In order to mount a court challenge to the City Council's recent approval of what's called the Leucadia Streetscape project, his clients need to meet city filing deadlines and get their court paperwork in now, even though they'd rather wait until the state commission rules on the appeal they filed last month, DeLano said.
However, he added, that doesn't mean the court case will move forward at this time. The judge will likely issue a stay order until after the state commission has had its say. That's what typically happens in these cases, he said.
Encinitas city officials have a policy of not commenting on pending litigation.
After hours of public testimony at a March 21 hearing, the City Council voted to certify environmental documents for the project, which has been in the planning stages for more than a decade.
Plans call for overhauling a 2.5-mile stretch of Coast Highway from La Costa Avenue to A Street, giving the roadway six traffic circle roundabouts, as well as bike lanes, sidewalks and many beautification measures. To create space for the various improvements, the city is proposing to eliminate one vehicle lane in each direction for much of the route.
In their appeal to the Coastal Commission and in their new lawsuit, the members of the Encinitas Residents Coalition contend that the vehicle lane eliminations will make the highway's already troublesome traffic congestion far worse.

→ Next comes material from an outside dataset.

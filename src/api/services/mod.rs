pub mod health;
pub mod locations;

pub use health::{HealthService, health_routes};
pub use locations::{LocationsService, location_routes};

These extensive delays will reduce people's ability to visit the beach or enjoy a drive along the historic coastal route, they write.

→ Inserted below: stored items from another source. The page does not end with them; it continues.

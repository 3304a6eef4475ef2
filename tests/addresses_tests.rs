//! Startup address discovery tests

mod common;

use std::net::IpAddr;
use std::sync::Arc;
use std::time::Duration;

use tokio_util::sync::CancellationToken;

use common::MockFetcher;
use iplocator::addresses::{AddressBook, LocalAddressSource};
use iplocator::errors::{IpLocatorError, Result};
use iplocator::fetch::HttpFetcher;

struct FixedLocalSource(Vec<IpAddr>);

impl LocalAddressSource for FixedLocalSource {
    fn local_addresses(&self) -> Result<Vec<IpAddr>> {
        Ok(self.0.clone())
    }
}

struct FailingLocalSource;

impl LocalAddressSource for FailingLocalSource {
    fn local_addresses(&self) -> Result<Vec<IpAddr>> {
        Err(IpLocatorError::no_address_available("interface enumeration failed"))
    }
}

/// Let both background probes finish
async fn settle() {
    tokio::time::sleep(Duration::from_millis(50)).await;
}

#[tokio::test]
async fn discover_populates_local_and_public_sets() {
    let fetcher: Arc<dyn HttpFetcher> = Arc::new(
        MockFetcher::new()
            .respond("checkip.dyndns.org", "Current IP Address: 93.184.216.34")
            .respond("api.ipify.org", "93.184.216.34"),
    );
    let book = Arc::new(AddressBook::new());
    let source = FixedLocalSource(vec!["192.168.1.10".parse().unwrap()]);

    Arc::clone(&book)
        .discover(fetcher, &source, &CancellationToken::new())
        .await;
    settle().await;

    assert_eq!(book.local_addresses(), vec!["192.168.1.10".parse::<IpAddr>().unwrap()]);
    // both echo services reported the same address, deduplicated to one
    assert_eq!(
        book.public_addresses(),
        vec!["93.184.216.34".parse::<IpAddr>().unwrap()]
    );
}

#[tokio::test]
async fn discover_tolerates_local_enumeration_failure() {
    let fetcher: Arc<dyn HttpFetcher> = Arc::new(
        MockFetcher::new()
            .respond("checkip.dyndns.org", "Current IP Address: 93.184.216.34")
            .respond("api.ipify.org", "93.184.216.34"),
    );
    let book = Arc::new(AddressBook::new());

    Arc::clone(&book)
        .discover(fetcher, &FailingLocalSource, &CancellationToken::new())
        .await;
    settle().await;

    assert!(book.local_addresses().is_empty());
    assert!(!book.public_addresses().is_empty(), "public discovery still ran");
}

#[tokio::test]
async fn discover_survives_one_echo_service_failing() {
    let fetcher: Arc<dyn HttpFetcher> = Arc::new(
        MockFetcher::new()
            .fail(
                "checkip.dyndns.org",
                IpLocatorError::provider_unreachable("connection refused"),
            )
            .respond("api.ipify.org", "93.184.216.34"),
    );
    let book = Arc::new(AddressBook::new());
    let source = FixedLocalSource(vec![]);

    Arc::clone(&book)
        .discover(fetcher, &source, &CancellationToken::new())
        .await;
    settle().await;

    assert_eq!(
        book.public_addresses(),
        vec!["93.184.216.34".parse::<IpAddr>().unwrap()]
    );
}

#[tokio::test]
async fn discover_keeps_both_distinct_public_addresses() {
    // each echo service sees a different egress address; the late one
    // is merged in as well
    let fetcher: Arc<dyn HttpFetcher> = Arc::new(
        MockFetcher::new()
            .respond("checkip.dyndns.org", "Current IP Address: 93.184.216.34")
            .respond("api.ipify.org", "198.51.100.4"),
    );
    let book = Arc::new(AddressBook::new());
    let source = FixedLocalSource(vec![]);

    Arc::clone(&book)
        .discover(fetcher, &source, &CancellationToken::new())
        .await;
    settle().await;

    let public = book.public_addresses();
    assert_eq!(public.len(), 2);
    assert!(public.contains(&"93.184.216.34".parse().unwrap()));
    assert!(public.contains(&"198.51.100.4".parse().unwrap()));
}

#[tokio::test]
async fn discover_with_unreachable_echo_services_leaves_public_empty() {
    let fetcher: Arc<dyn HttpFetcher> = Arc::new(
        MockFetcher::new()
            .fail(
                "checkip.dyndns.org",
                IpLocatorError::provider_unreachable("timeout"),
            )
            .fail(
                "api.ipify.org",
                IpLocatorError::provider_unreachable("timeout"),
            ),
    );
    let book = Arc::new(AddressBook::new());
    let source = FixedLocalSource(vec![]);

    Arc::clone(&book)
        .discover(fetcher, &source, &CancellationToken::new())
        .await;
    settle().await;

    assert!(book.public_addresses().is_empty());
    assert!(matches!(
        book.first_public_address(),
        Err(IpLocatorError::NoAddressAvailable(_))
    ));
}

Their 23-page lawsuit contends that the project's environmental assessment fails to adequately address the project's likely impacts to air quality, noise and traffic conditions among other things.
It asks the judge to issue a temporary restraining order, preliminary injunction or permanent injunction, and it seeks reimbursement of attorney's fees and any other relief the court "deems just and proper."
The Coastal Commission has received several appeals related to the Leucadia Streetscape project and its staff have indicated that a hearing could occur later this year, but not before June.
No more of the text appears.